4 Ways to Spice Up Your Yoga Practice — Runners Love Yoga


“But… yoga is boring!”
As a yoga teacher, you tend to hear certain refrains from those who don’t regularly practice yoga (yet!) for whatever reason: one of these is the good old “but I’m not flexible!” to which I usually respond with “I wasn’t either when I first started!” because, truly, I was not, please take my word for it! But, whether or not you are or are not flexible is also no reason to do or to not do yoga!! As you will eventually discover, hopefully earlier rather than later in your yoga journey, it matters far less what you look like while doing a pose, what poses you can do to the deepest available option, what poses you can even DO, period. Instead it matters a lot more what your yoga practice does for your body in terms of how it makes you feel, physically, mentally, and emotionally. It matters one millions times less whether you can do a split, and one million times more whether you are actually listening to your body while doing any particular pose (which is what actually doing yoga is all about, anyways). So, go do YOUR yoga, whether you deem yourself flexible or not!
That said, probably the second most common reason for not doing yoga is that yoga is boring. (Sometimes the person tries very hard to not hurt my feeling as they realize they are talking to a yoga teacher, and they say something like “yoga is just not for me”—but if you read between the lines here, what they are trying to say is that yoga is just not interesting or fun for them!) My answer here is not, in fact, that yoga is always interesting, but that “you just haven’t found the right yoga for you!”—because, yes, you are right, yoga can be VERY boring indeed if you don’t have the right teacher for you! So, first things first. Before we add in ways to make your existing yoga practice a little zestier, let’s first address the most important consideration for new or uninitiated yogis in particular!
1.) Find the teacher or style that is right for YOU.
Just like you can have a teacher who turns their high school chemistry students into a bunch of “nodding penguins” (this was the term that my Mechanical Engineering prof gave to students whose heads dropping forward jolted them awake again), you can equally have a yoga teacher or teacher of any subject or discipline who makes that subject or discipline much less titillating and fun and beneficial than it might otherwise be. If you went to one yoga class and found it super boring, don’t judge all of yoga off that one class! (This is like running one 10k and saying you don’t like racing in general or doing that particular distance!) Chances are that teacher was just not the yoga teacher for you, but trust me on this, there IS a yoga teacher out there who IS for you. (There are also—this sounds harsh but is also true—just generally some very not-so-good teachers, whether of high school chemistry or yoga or anything else! So, keep this in mind as well. Sometimes it is a matter of fit of teaching style, personality, what you are looking for in a yoga practice, and sometimes it is a matter of just finding someone who is flat out just a good, experienced teacher, but in either case, you owe it to your soon-to-be-feeling-better body-on-yoga to find YOUR yoga teacher out there!

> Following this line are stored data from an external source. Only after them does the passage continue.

use serde::{Deserialize, Serialize};

/// A catalog movie
///
/// Loaded once at engine initialization and immutable afterwards. The
/// `average_rating` is an external popularity signal on a 0-10 scale,
/// distinct from the 1-5 scale users rate on.
#[derive(Debug, Clone, Serialize, Deserialize, PartialEq)]
pub struct Movie {
    /// Catalog identifier, assigned as 1-based import order
    pub id: u32,
    pub title: String,
    /// Ordered genre tags; the same genre may appear across many movies
    pub genres: Vec<String>,
    pub year: i32,
    /// External popularity signal on a 0-10 scale
    pub average_rating: f64,
    pub rating_count: u64,
}

impl Movie {
    /// Popularity/credibility blend used to rank cold-start candidates.
    ///
    /// A single-vote movie scores zero so sparse entries cannot outrank
    /// well-established ones.
    pub fn popularity_score(&self) -> f64 {
        self.average_rating * (self.rating_count.max(1) as f64).ln()
    }

    /// Whether this movie carries any of the given genres
    pub fn shares_genre<'a, I>(&self, genres: I) -> bool
    where
        I: IntoIterator<Item = &'a str>,
    {
        let mut genres = genres.into_iter();
        genres.any(|g| self.genres.iter().any(|own| own == g))
    }
}
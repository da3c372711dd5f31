use std::collections::HashMap;

use crate::models::Rating;

/// Genre-preference level above which a genre counts as a favorite, used for
/// explanation text and confidence bonuses
pub const PREFERENCE_THRESHOLD: f64 = 3.5;

/// Preference level above which a genre steers cold-start filtering
const POSITIVE_PREFERENCE: f64 = 3.0;

/// Derived per-request view of one user's taste
///
/// Computed fresh from the user's rating history on every recommendation
/// request; never cached or shared across users.
#[derive(Debug, Clone, Default)]
pub struct UserProfile {
    /// Movie id -> the user's rating
    pub ratings: HashMap<u32, f64>,
    /// Genre -> the user's mean rating across movies tagged with it
    pub genre_preferences: HashMap<String, f64>,
}

impl UserProfile {
    /// Builds a profile from a user's rating history
    pub fn from_ratings(history: &[Rating]) -> Self {
        let mut ratings = HashMap::new();
        let mut genre_sums: HashMap<String, (f64, usize)> = HashMap::new();

        for record in history {
            ratings.insert(record.movie_id, record.rating);
            for genre in &record.genres {
                let entry = genre_sums.entry(genre.clone()).or_insert((0.0, 0));
                entry.0 += record.rating;
                entry.1 += 1;
            }
        }

        let genre_preferences = genre_sums
            .into_iter()
            .map(|(genre, (sum, count))| (genre, sum / count as f64))
            .collect();

        Self {
            ratings,
            genre_preferences,
        }
    }

    /// Number of distinct movies the user has rated
    pub fn rating_count(&self) -> usize {
        self.ratings.len()
    }

    pub fn has_rated(&self, movie_id: u32) -> bool {
        self.ratings.contains_key(&movie_id)
    }

    /// Mean across all of the user's ratings, if any exist
    pub fn mean_rating(&self) -> Option<f64> {
        if self.ratings.is_empty() {
            return None;
        }
        Some(self.ratings.values().sum::<f64>() / self.ratings.len() as f64)
    }

    /// Genres the user rates favorably, used to filter cold-start candidates
    pub fn positively_preferred_genres(&self) -> Vec<&str> {
        self.genre_preferences
            .iter()
            .filter(|(_, &pref)| pref > POSITIVE_PREFERENCE)
            .map(|(genre, _)| genre.as_str())
            .collect()
    }

    /// Whether the user's preference for `genre` exceeds the favorite threshold
    pub fn is_favorite_genre(&self, genre: &str) -> bool {
        self.genre_preferences
            .get(genre)
            .is_some_and(|&pref| pref > PREFERENCE_THRESHOLD)
    }
}

#[cfg(test)]
mod tests {
    use super::*;

    fn history() -> Vec<Rating> {
        vec![
            Rating::new("u1", 1, 5.0, &["Drama"], "The Shawshank Redemption"),
            Rating::new("u1", 2, 4.0, &["Crime", "Drama"], "The Godfather"),
            Rating::new("u1", 3, 2.0, &["Action", "Sci-Fi"], "The Matrix"),
        ]
    }

    #[test]
    fn test_from_ratings_indexes_by_movie() {
        let profile = UserProfile::from_ratings(&history());
        assert_eq!(profile.rating_count(), 3);
        assert!(profile.has_rated(2));
        assert!(!profile.has_rated(99));
    }

    #[test]
    fn test_genre_preferences_are_means() {
        let profile = UserProfile::from_ratings(&history());
        // Drama appears in two ratings: (5 + 4) / 2
        assert_eq!(profile.genre_preferences["Drama"], 4.5);
        assert_eq!(profile.genre_preferences["Crime"], 4.0);
        assert_eq!(profile.genre_preferences["Action"], 2.0);
    }

    #[test]
    fn test_mean_rating() {
        let profile = UserProfile::from_ratings(&history());
        assert!((profile.mean_rating().unwrap() - 11.0 / 3.0).abs() < 1e-9);
        assert!(UserProfile::default().mean_rating().is_none());
    }

    #[test]
    fn test_positively_preferred_genres_excludes_disliked() {
        let profile = UserProfile::from_ratings(&history());
        let mut preferred = profile.positively_preferred_genres();
        preferred.sort_unstable();
        assert_eq!(preferred, vec!["Crime", "Drama"]);
    }

    #[test]
    fn test_favorite_genre_threshold() {
        let profile = UserProfile::from_ratings(&history());
        assert!(profile.is_favorite_genre("Drama"));
        // Exactly 4.0 > 3.5 holds; 2.0 does not
        assert!(profile.is_favorite_genre("Crime"));
        assert!(!profile.is_favorite_genre("Action"));
        assert!(!profile.is_favorite_genre("Western"));
    }

    #[test]
    fn test_empty_history_yields_empty_profile() {
        let profile = UserProfile::from_ratings(&[]);
        assert_eq!(profile.rating_count(), 0);
        assert!(profile.genre_preferences.is_empty());
        assert!(profile.positively_preferred_genres().is_empty());
    }
}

The term “yoga” has grown to encompass many varieties of yoga, from Ashtanga to vinyasa to Iyengar to yin to Kundalini to power, and while all of these sub-disciplines are incredibly different (though similar in some ways!), so are all the individual teachers within that discipline incredibly different in their personalities, the manner in which they teach (though similar in some ways too!). So, my advice to the new yoga student who thinks yoga is boring is to try as many teachers and styles as they can until they find the one that clicks. You will find the one that you love! It is also worth noting that different yoga styles can vary a lot from place to place: my experience of power yoga in London (which I loved and could be called creative vinyasa) was not even close to my experience of power yoga in a Northeastern U.S. city (which I did not enjoy and found altogether too Bikram-esque!). You may also find that different styles or teachers are more fitting to you at different times in your life: being stuck in a chair too often during grad school in my 20s, I gravitated towards powerful vinyasa classes, whereas now I am much more appreciative of yin yoga’s restorative effects on the fascia and body as a whole too!